再びヴォイド属性の奔流がアシッドハウンドの顔面に襲い掛かり、再び軽く怯む。


【ヴォイド・ファランクス】


怯んでいる間にオレの横に二つ、自動迎撃ポイントを作る。

対空用の魔法だが、速射だからかヘイト稼ぎにも使える。防御を抜けているか怪しい威力の速射だが無視は出来まい。

やはり鬱陶しいのか、オレを優先して狙うようだ。


【ヴォイド・ファランクス】


更に高所に2ヶ所追加設置。こちらは雑魚をターゲットにした。

魔法の効きがいまいちな犬には鬱陶しいだけだろうが、雑魚にとっては一発一発が致命傷。面白いように敵が溶けていく。

アシッドハウンドもいよいよ発狂モードに入る。

一吠えし、避けようのない衝撃波でオレと遥香を押し返すと、でたらめに酸の槍を降らせてくる。

ただ、ジュリアたちは眼中にないようで、オレと遥香を狙う。


「遥香、様子見だ。」

『わかった。』


【スーパーノヴァ】


人がいないからこそ出来る対抗策。

液体を飛ばしてくるなら蒸発させちゃえば良いじゃない戦法である。

フロストノヴァの真逆。犬を中心に大爆発を起こし、200度近くまで温度を上げてやる。中に居れば流石にオレたちもダメージを貰うが、ちょうど良い感じに弾き飛ばしてくれるからこそ取れる戦法だ。

纏っている酸が蒸発していき、徐々に勢いを失っていく。

この戦法、思わぬ副産物が発生していた。纏っている酸は、蒸発すると可燃性のガスに変化する。そこにちょっと引火させてやる。


「爆裂矢!」


オレが合図をすると、ジュリアの放った矢が爆発。引火してスーパーノヴァ内が灼熱地獄に変貌した。

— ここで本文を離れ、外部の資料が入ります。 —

use crate::annotation::Annotation;
use crate::constant_pool::ConstantPool;
use crate::error::{Error, Result};
use crate::reader::Reader;

pub const CLASS_FILE_MAGIC: u32 = 0xCAFEBABE;

pub const ACC_PUBLIC: u16 = 0x0001;
pub const ACC_SUPER: u16 = 0x0020;
pub const ACC_INTERFACE: u16 = 0x0200;
pub const ACC_ABSTRACT: u16 = 0x0400;

/// Knobs for [`ClassFile::parse_with`].
#[derive(Debug, Clone, Copy, Default, PartialEq, Eq)]
pub struct ParseOptions {
    /// Leave every method's `body` empty. The `Code` attribute is still
    /// bounds-checked, it just isn't decoded.
    pub skip_code: bool,
}

impl ParseOptions {
    pub fn skip_code() -> Self {
        Self { skip_code: true }
    }
}

#[derive(Debug, Clone)]
pub struct ClassFile {
    pub minor_version: u16,
    pub major_version: u16,
    pub access_flags: u16,
    pub this_class: String,
    pub super_class: Option<String>,
    pub interfaces: Vec<String>,
    pub fields: Vec<ClassMember>,
    pub methods: Vec<ClassMember>,
    pub signature: Option<String>,
    pub runtime_visible_annotations: Vec<Annotation>,
    pub runtime_invisible_annotations: Vec<Annotation>,
}

#[derive(Debug, Clone)]
pub struct ClassMember {
    pub access_flags: u16,
    pub name: String,
    pub descriptor: String,
    pub signature: Option<String>,
    pub runtime_visible_annotations: Vec<Annotation>,
    pub runtime_invisible_annotations: Vec<Annotation>,
    /// Contents of the `Code` attribute. Always `None` for fields, for
    /// abstract and native methods, and when parsing with `skip_code`.
    pub body: Option<MethodBody>,
}

#[derive(Debug, Clone, PartialEq, Eq)]
pub struct MethodBody {
    pub max_stack: u16,
    pub max_locals: u16,
    pub code: Vec<u8>,
    pub exception_handlers: Vec<ExceptionHandler>,
}

#[derive(Debug, Clone, PartialEq, Eq)]
pub struct ExceptionHandler {
    pub start_pc: u16,
    pub end_pc: u16,
    pub handler_pc: u16,
    /// `None` for `finally` handlers that catch everything.
    pub catch_type: Option<String>,
}

impl ClassFile {
    pub fn parse(bytes: &[u8]) -> Result<Self> {
        Self::parse_with(bytes, ParseOptions::default())
    }

    pub fn parse_with(bytes: &[u8], options: ParseOptions) -> Result<Self> {
        let mut reader = Reader::new(bytes);
        let magic = reader.read_u4()?;
        if magic != CLASS_FILE_MAGIC {
            return Err(Error::InvalidMagic(magic));
        }

        let minor_version = reader.read_u2()?;
        let major_version = reader.read_u2()?;
        let cp = ConstantPool::parse(&mut reader)?;

        let access_flags = reader.read_u2()?;
        let this_class = cp.get_class_name(reader.read_u2()?)?;
        let super_class = match reader.read_u2()? {
            0 => None,
            idx => Some(cp.get_class_name(idx)?),
        };

        let interfaces_count = reader.read_u2()? as usize;
        let mut interfaces = Vec::with_capacity(interfaces_count);
        for _ in 0..interfaces_count {
            interfaces.push(cp.get_class_name(reader.read_u2()?)?);
        }

        let fields = parse_members(&mut reader, &cp, AttributeTarget::Field)?;
        let methods = parse_members(&mut reader, &cp, AttributeTarget::Method(options))?;
        let class_attrs = parse_attributes(&mut reader, &cp, AttributeTarget::Class)?;

        reader.ensure_empty()?;

        Ok(Self {
            minor_version,
            major_version,
            access_flags,
            this_class,
            super_class,
            interfaces,
            fields,
            methods,
            signature: class_attrs.signature,
            runtime_visible_annotations: class_attrs.runtime_visible_annotations,
            runtime_invisible_annotations: class_attrs.runtime_invisible_annotations,
        })
    }

    pub fn is_interface(&self) -> bool {
        self.access_flags & ACC_INTERFACE != 0
    }
}

fn parse_members(
    reader: &mut Reader<'_>,
    cp: &ConstantPool,
    target: AttributeTarget,
) -> Result<Vec<ClassMember>> {
    let count = reader.read_u2()? as usize;
    let mut members = Vec::with_capacity(count);
    for _ in 0..count {
        let access_flags = reader.read_u2()?;
        let name = cp.get_utf8(reader.read_u2()?)?.to_string();
        let descriptor = cp.get_utf8(reader.read_u2()?)?.to_string();

        let attrs = parse_attributes(reader, cp, target)?;
        members.push(ClassMember {
            access_flags,
            name,
            descriptor,
            signature: attrs.signature,
            runtime_visible_annotations: attrs.runtime_visible_annotations,
            runtime_invisible_annotations: attrs.runtime_invisible_annotations,
            body: attrs.body,
        });
    }
    Ok(members)
}

#[derive(Default)]
struct ParsedAttributes {
    signature: Option<String>,
    runtime_visible_annotations: Vec<Annotation>,
    runtime_invisible_annotations: Vec<Annotation>,
    body: Option<MethodBody>,
}

#[derive(Clone, Copy)]
enum AttributeTarget {
    Class,
    Field,
    Method(ParseOptions),
}

fn parse_attributes(
    reader: &mut Reader<'_>,
    cp: &ConstantPool,
    target: AttributeTarget,
) -> Result<ParsedAttributes> {
    let attributes_count = reader.read_u2()? as usize;
    let mut parsed = ParsedAttributes::default();
    for _ in 0..attributes_count {
        let name = cp.get_utf8(reader.read_u2()?)?;
        let length = reader.read_u4()? as usize;
        let mut sub = Reader::new(reader.read_bytes(length)?);

        match (name, target) {
            ("Signature", _) => {
                parsed.signature = Some(cp.get_utf8(sub.read_u2()?)?.to_string());
            }
            ("RuntimeVisibleAnnotations", _) => {
                let anns = Annotation::parse_list(&mut sub, cp)?;
                parsed.runtime_visible_annotations.extend(anns);
            }
            ("RuntimeInvisibleAnnotations", _) => {
                let anns = Annotation::parse_list(&mut sub, cp)?;
                parsed.runtime_invisible_annotations.extend(anns);
            }
            ("Code", AttributeTarget::Method(options)) => {
                if options.skip_code {
                    continue;
                }
                parsed.body = Some(parse_code(&mut sub, cp)?);
            }
            // Debug info, stack maps, inner classes, etc.: not needed here.
            _ => continue,
        }
        if sub.remaining() != 0 {
            return Err(Error::MalformedAttribute(static_attribute_name(name)));
        }
    }

    Ok(parsed)
}

fn parse_code(reader: &mut Reader<'_>, cp: &ConstantPool) -> Result<MethodBody> {
    let max_stack = reader.read_u2()?;
    let max_locals = reader.read_u2()?;
    let code_length = reader.read_u4()? as usize;
    let code = reader.read_bytes(code_length)?.to_vec();

    let handler_count = reader.read_u2()? as usize;
    let mut exception_handlers = Vec::with_capacity(handler_count);
    for _ in 0..handler_count {
        let start_pc = reader.read_u2()?;
        let end_pc = reader.read_u2()?;
        let handler_pc = reader.read_u2()?;
        let catch_type = match reader.read_u2()? {
            0 => None,
            idx => Some(cp.get_class_name(idx)?),
        };
        exception_handlers.push(ExceptionHandler {
            start_pc,
            end_pc,
            handler_pc,
            catch_type,
        });
    }

    // Nested attributes (LineNumberTable, StackMapTable, ...) are debug or
    // verifier data; step over them without looking inside.
    let nested = reader.read_u2()?;
    for _ in 0..nested {
        reader.read_u2()?;
        let length = reader.read_u4()? as usize;
        reader.read_bytes(length)?;
    }

    Ok(MethodBody {
        max_stack,
        max_locals,
        code,
        exception_handlers,
    })
}

fn static_attribute_name(name: &str) -> &'static str {
    match name {
        "Signature" => "Signature",
        "RuntimeVisibleAnnotations" => "RuntimeVisibleAnnotations",
        "RuntimeInvisibleAnnotations" => "RuntimeInvisibleAnnotations",
        _ => "Code",
    }
}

灼熱地獄から強烈な一撃がオレに向けられる。来ると思っていたよ!

飛び掛かりからのパンチを盾で受け流し、続く噛みつきを避けて顎を蹴り上げる。


【ヴォイド・ストライク】


縦に回転しながら首元に魔法を1発叩き込み、灼熱地獄にお帰り願う。

再び酸を纏おうとしたのか、中で再び大爆発が起きた。こういうこともある。


【トルネード】


酸の処理を兼ねて竜巻を起こし、雑魚も適当に巻き込みつつスーパーノヴァ内へ入れると、三度目の爆発。竜巻も炎を纏ってしまう。

スーパーノヴァはそのまま、竜巻の制御は手放す。


『どう?』

「まだだな。何を狙っている?」


防御態勢を維持しつつ、様子を見る。

竜巻が治まり、中が見えそうだと思った瞬間、


「結界強化!」


【エンハンス・シールド】


強力なファイアブレスが飛んできた。

オレは二人と重なる位置で防御魔法を展開する。

オーディン戦の反省を踏まえ、よりシールドによる前面防御に特化した魔法だ。


『お父さん!』

「側面攻撃!」

『っ!』


【ヴォイド・ブラスト】


スーパーノヴァが仇となった。中がまだ見えないようで、遥香が魔法をぶちかます。

しかし、アシッドハウンドに当たらず、炎と雑魚を大量に消し去る。

ファイアブレスも止まっていた。


『いない!?』

「上!」


火だるまとなったアシッドハウンドは跳躍しており、最短距離でジュリアたちに一撃与える。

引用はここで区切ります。